Traditionally, #OPW has set the mood for #StPatricksDay by symbolically ‘greening’ our most iconic Irish landmarks. This year we send a message of solidarity by illuminating 41 sites in the colours of Ukraine.
Read Minister @podonovan's statement here:

— Office of Public Works (@opwireland) March 16, 2022

The Kilmainham Gaol Museum in Dublin is among the more than 40 Irish landmarks illuminating in solidarity with Ukraine:

Kilmainham Gaol is among 41 lrish landmarks which are being lit up in blue and yellow over the St. Patrick's Day weekend in solidarity with the people of Ukraine. We are also flying the Ukranian flag alongside the Irish tricolour outside the Courthouse building @opwireland

— KilmainhamGaolMuseum (@OPWKilmainham) March 16, 2022

Last week, Tourism Ireland confirmed it would not be promoting its"Global Greening" initiative, where landmarks around the world are illuminated in green for St. Patrick's Day, as a mark of respect for the situation in Ukraine.

Prior to Tourism Ireland's announcement, the matter was raised in the Dáil.

During Leaders Questions on March 8, Deputy Seán Canney suggested to Taoiseach Micheál Martin that "as a mark of solidarity with Ukraine, we consider for next week raising the Ukrainian flag with the Irish flag at every embassy and, where we are greening our Irish buildings across the globe, that we also include the colours of Ukraine as a mark of respect and solidarity with these people."

The Taoiseach responded in part: "As a result of the appalling situation and war in Ukraine, we have evolved our tone and theme of St.

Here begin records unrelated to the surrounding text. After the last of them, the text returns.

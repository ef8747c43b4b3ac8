//! Per-run scratch directory.

use std::fs;
use std::io;
use std::path::{Path, PathBuf};

use tempfile::TempDir;
use tracing::{debug, warn};

const SCRATCH_PREFIX: &str = "download-tarball-";

/// Temporary directory holding downloaded archives and extracted trees.
///
/// Removed by [`ScratchDir::cleanup`] at the end of a run, or on drop if the
/// run ends abnormally.
#[derive(Debug)]
pub struct ScratchDir {
    dir: Option<TempDir>,
    path: PathBuf,
}

impl ScratchDir {
    /// Creates a fresh scratch directory under the system temp location.
    ///
    /// # Errors
    ///
    /// Returns an IO error if the directory cannot be created.
    pub fn new() -> io::Result<Self> {
        let dir = tempfile::Builder::new().prefix(SCRATCH_PREFIX).tempdir()?;
        Ok(Self::from_temp_dir(dir))
    }

    /// Creates a scratch directory inside `parent`.
    ///
    /// # Errors
    ///
    /// Returns an IO error if the directory cannot be created.
    pub fn new_in(parent: &Path) -> io::Result<Self> {
        let dir = tempfile::Builder::new()
            .prefix(SCRATCH_PREFIX)
            .tempdir_in(parent)?;
        Ok(Self::from_temp_dir(dir))
    }

    fn from_temp_dir(dir: TempDir) -> Self {
        let path = dir.path().to_path_buf();
        debug!(path = %path.display(), "scratch directory created");
        Self {
            dir: Some(dir),
            path,
        }
    }

    /// Returns the directory path.
    #[must_use]
    pub fn path(&self) -> &Path {
        &self.path
    }

    /// Removes the directory and everything in it.
    ///
    /// A failed normal removal is followed by a forced removal that first
    /// makes every entry writable.
    ///
    /// # Errors
    ///
    /// Returns the IO error of the forced removal if that fails as well.
    pub fn cleanup(mut self) -> io::Result<()> {
        let Some(dir) = self.dir.take() else {
            return Ok(());
        };
        match dir.close() {
            Ok(()) => {
                debug!(path = %self.path.display(), "scratch directory removed");
                Ok(())
            }
            Err(e) => {
                warn!(
                    path = %self.path.display(),
                    error = %e,
                    "scratch removal failed, forcing"
                );
                force_remove(&self.path).inspect_err(|e| {
                    warn!(
                        path = %self.path.display(),
                        error = %e,
                        "scratch directory could not be removed"
                    );
                })
            }
        }
    }
}

fn force_remove(path: &Path) -> io::Result<()> {
    if !path.exists() {
        return Ok(());
    }
    make_writable(path);
    fs::remove_dir_all(path)
}

fn make_writable(path: &Path) {
    let Ok(metadata) = fs::symlink_metadata(path) else {
        return;
    };
    if metadata.file_type().is_symlink() {
        return;
    }
    let mut permissions = metadata.permissions();
    if permissions.readonly() {
        #[allow(clippy::permissions_set_readonly_false)]
        permissions.set_readonly(false);
        let _ = fs::set_permissions(path, permissions);
    }
    if metadata.is_dir()
        && let Ok(entries) = fs::read_dir(path)
    {
        for entry in entries.flatten() {
            make_writable(&entry.path());
        }
    }
}
//! Download Tarball Library
//!
//! Installs Python packages from their source archives: the package index
//! page is scanned for a `.tar.gz` or `.zip` link, the archive is streamed to
//! a scratch directory, unpacked, and installed with its `setup.py`.
//!
//! # Architecture
//!
//! The library is organized into the following modules:
//! - [`manifest`] - Requirements file parsing
//! - [`index`] - Index page URLs and archive link selection
//! - [`download`] - HTTP client with streaming, length-checked downloads
//! - [`archive`] - Tarball and zip extraction
//! - [`install`] - Install plans and child process execution
//! - [`pipeline`] - The per-package stage sequence and its error taxonomy
//! - [`orchestrator`] - Sequential runs over a package list

// Clippy lints - strict for library code
#![deny(clippy::unwrap_used)]
#![deny(clippy::expect_used)]
#![warn(clippy::pedantic)]
#![allow(clippy::module_name_repetitions)]

pub mod archive;
pub mod download;
pub mod index;
pub mod install;
pub mod manifest;
pub mod orchestrator;
pub mod pipeline;
mod user_agent;

// Re-export commonly used types
pub use archive::{ArchiveKind, ExtractError, ExtractGate};
pub use download::{DownloadError, HttpClient};
pub use index::{CandidateLinks, IndexLocation, scan_links};
pub use install::{InstallError, InstallPlan, InstallSettings, Installer, ProcessInstaller};
pub use manifest::{ManifestError, parse_manifest, read_manifest};
pub use orchestrator::{FailurePolicy, PackageFailure, RunReport, ScratchDir, run_all};
pub use pipeline::{FailureKind, PackageReport, Pipeline, PipelineError};
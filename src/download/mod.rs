//! HTTP access for index pages and source archive downloads.
//!
//! # Features
//!
//! - Page fetches returned as text for link scanning
//! - Streaming archive downloads written in fixed 1024-byte chunks
//! - `Content-Length` integrity check (skipped when the header is absent or zero)
//! - Configurable timeouts (30s connect, 5min read by default)
//! - Optional terminal progress bar
//!
//! # Example
//!
//! ```no_run
//! use download_tarball::download::HttpClient;
//! use std::path::Path;
//!
//! # async fn example() -> Result<(), Box<dyn std::error::Error>> {
//! let client = HttpClient::new();
//! let outcome = client
//!     .download_to_path(
//!         "https://files.pythonhosted.org/packages/source/t/tqdm/tqdm-4.28.1.tar.gz",
//!         Path::new("/tmp/tqdm-4.28.1.tar.gz"),
//!     )
//!     .await?;
//! println!("Downloaded {} bytes", outcome.bytes_written);
//! # Ok(())
//! # }
//! ```

mod client;
mod constants;
mod error;
mod filename;

pub use client::{DownloadOutcome, HttpClient};
pub use constants::{CHUNK_SIZE, CONNECT_TIMEOUT_SECS, READ_TIMEOUT_SECS};
pub use error::DownloadError;
pub use filename::archive_filename;
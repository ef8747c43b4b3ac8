//! CLI output formatting for the end-of-run summary.

use std::collections::BTreeMap;

use download_tarball::{FailureKind, RunReport};

/// Returns terminal width from COLUMNS, or 80 if unset/invalid.
pub fn terminal_width() -> usize {
    std::env::var("COLUMNS")
        .ok()
        .and_then(|value| value.parse::<usize>().ok())
        .filter(|width| *width >= 20)
        .unwrap_or(80)
}

/// Truncates text to at most `width` chars, appending ellipsis if truncated.
pub fn truncate_to_width(text: &str, width: usize) -> String {
    let text_len = text.chars().count();
    if text_len <= width {
        return text.to_string();
    }
    if width == 0 {
        return String::new();
    }
    if width == 1 {
        return "…".to_string();
    }

    let mut output: String = text.chars().take(width - 1).collect();
    output.push('…');
    output
}

/// Renders the run summary. Failure messages are never truncated.
pub(crate) fn render_summary_lines(report: &RunReport, width: usize) -> Vec<String> {
    let mut lines = vec![truncate_to_width(
        &format!(
            "Installed {} of {} package(s)",
            report.installed_count(),
            report.total()
        ),
        width,
    )];

    for installed in &report.installed {
        lines.push(truncate_to_width(
            &format!("  ✓ {} ({})", installed.package, installed.kind),
            width,
        ));
    }

    if !report.failed.is_empty() {
        let mut grouped: BTreeMap<FailureKind, usize> = BTreeMap::new();
        for failure in &report.failed {
            *grouped.entry(failure.kind).or_insert(0) += 1;
        }
        let categories: Vec<String> = grouped
            .iter()
            .map(|(kind, count)| format!("{kind}: {count}"))
            .collect();
        lines.push(truncate_to_width(
            &format!("Failed ({})", categories.join(", ")),
            width,
        ));
        for failure in &report.failed {
            lines.push(truncate_to_width(
                &format!("  ✗ {} [{}]", failure.package, failure.kind),
                width,
            ));
            lines.push(format!("    {}", failure.message));
        }
    }

    if !report.skipped.is_empty() {
        lines.push(truncate_to_width(
            &format!("Skipped: {}", report.skipped.join(", ")),
            width,
        ));
    }

    lines
}

pub(crate) fn print_summary(report: &RunReport) {
    for line in render_summary_lines(report, terminal_width()) {
        println!("{line}");
    }
}
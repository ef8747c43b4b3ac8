//! The per-package install pipeline.
//!
//! One package goes through, strictly in order: index page fetch, archive
//! link selection, download, extraction, build script check, and install.
//! Each stage returns before the next begins; a failure at any stage ends the
//! pipeline for that package with a [`PipelineError`].

mod error;

use std::path::{Path, PathBuf};
use std::sync::Arc;

use tracing::{debug, info, instrument};

use crate::archive::{self, ArchiveKind, ExtractGate};
use crate::download::{HttpClient, archive_filename};
use crate::index::{IndexLocation, scan_links};
use crate::install::{InstallPlan, InstallSettings, Installer};

pub use error::{FailureKind, PipelineError};

/// What a successful pipeline run did for one package.
#[derive(Debug, Clone, PartialEq, Eq)]
pub struct PackageReport {
    /// Package name as requested.
    pub package: String,
    /// Archive kind that was selected.
    pub kind: ArchiveKind,
    /// URL the archive was downloaded from.
    pub archive_url: String,
    /// Bytes written to disk.
    pub bytes: u64,
    /// Extracted project root.
    pub root: PathBuf,
    /// Whether `requirements.txt` was installed first.
    pub installed_requirements: bool,
}

/// Fetches, unpacks, and installs packages one at a time.
pub struct Pipeline {
    client: HttpClient,
    index: IndexLocation,
    installer: Arc<dyn Installer>,
    settings: InstallSettings,
    extract_gate: ExtractGate,
}

impl Pipeline {
    /// Creates a pipeline from its collaborators.
    #[must_use]
    pub fn new(
        client: HttpClient,
        index: IndexLocation,
        installer: Arc<dyn Installer>,
        settings: InstallSettings,
    ) -> Self {
        Self {
            client,
            index,
            installer,
            settings,
            extract_gate: ExtractGate::new(),
        }
    }

    /// Returns the index this pipeline scans.
    #[must_use]
    pub fn index(&self) -> &IndexLocation {
        &self.index
    }

    /// Returns the gate that stops this pipeline's extractions.
    ///
    /// Cancel it before removing the scratch directory of an interrupted run.
    #[must_use]
    pub fn extract_gate(&self) -> &ExtractGate {
        &self.extract_gate
    }

    /// Runs every stage for `package`, using `scratch` for the archive and
    /// its extracted tree.
    ///
    /// # Errors
    ///
    /// Returns the [`PipelineError`] of the first stage that fails.
    #[instrument(skip(self, scratch), fields(package = %package))]
    pub async fn run_package(
        &self,
        package: &str,
        scratch: &Path,
    ) -> Result<PackageReport, PipelineError> {
        let request = self.index.request(package);
        info!(url = %request.page_url, "requesting index page");
        let html = self
            .client
            .fetch_page(&request.page_url)
            .await
            .map_err(|source| PipelineError::IndexFetch {
                package: package.to_string(),
                source,
            })?;

        let links = scan_links(&html, &request.page_url);
        let (kind, url) = links.select().ok_or_else(|| PipelineError::ArchiveNotFound {
            package: package.to_string(),
            url: request.page_url.clone(),
        })?;
        let archive_url = url.to_string();
        info!(%kind, url = %archive_url, "source archive found");

        let filename =
            archive_filename(&archive_url, kind).map_err(|source| PipelineError::Download {
                package: package.to_string(),
                source,
            })?;
        let archive_path = scratch.join(&filename);
        info!(file = %filename, "downloading");
        let outcome = self
            .client
            .download_to_path(&archive_url, &archive_path)
            .await
            .map_err(|source| PipelineError::Download {
                package: package.to_string(),
                source,
            })?;

        info!(file = %filename, "extracting");
        let extracted =
            archive::extract_with_gate(kind, &outcome.path, scratch, &self.extract_gate).await?;
        let script = archive::locate_build_script(&extracted.root, package)?;
        debug!(script = %script.display(), "build script located");

        let plan = InstallPlan::for_root(&extracted.root, &self.settings);
        if plan.installs_requirements() {
            info!("installing dependencies from requirements file");
        }
        info!("installing");
        self.installer
            .install(&plan, &extracted.root)
            .await
            .map_err(|source| PipelineError::Install {
                package: package.to_string(),
                source,
            })?;

        info!("installed");
        Ok(PackageReport {
            package: package.to_string(),
            kind,
            archive_url,
            bytes: outcome.bytes_written,
            root: extracted.root,
            installed_requirements: plan.installs_requirements(),
        })
    }
}

impl std::fmt::Debug for Pipeline {
    fn fmt(&self, f: &mut std::fmt::Formatter<'_>) -> std::fmt::Result {
        f.debug_struct("Pipeline")
            .field("index", &self.index)
            .field("settings", &self.settings)
            .finish_non_exhaustive()
    }
}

Patrick’s Day next week from an overt focus on Ireland to a broader focus on the fact Ireland is an active, engaged and fully committed member of the international community that stands by democracy, the rule of law and human rights.

"We will use St. Patrick's Day and that week basically to highlight our solidarity with Ukraine and the values for which the Ukrainian people are standing. That is a key issue."

He added: “The Global Greening programme in partnership with Tourism Ireland has been an enormous success over the years. 

“We are re-examining that for St. Patrick's Day in terms of how we can interweave it with a Ukrainian theme as well.”

The Journal reported last week that the Taoiseach had written to all Irish embassies asking that embassies, monuments, and other sites typically lit up green for St. Patrick’s Day should instead be lit up in yellow and blue, the colors of the Ukrainian flag.

Ireland's Department of Foreign Affairs said in a statement in early February that more than 600 sites around the world were set to take part in this year's Global Greening.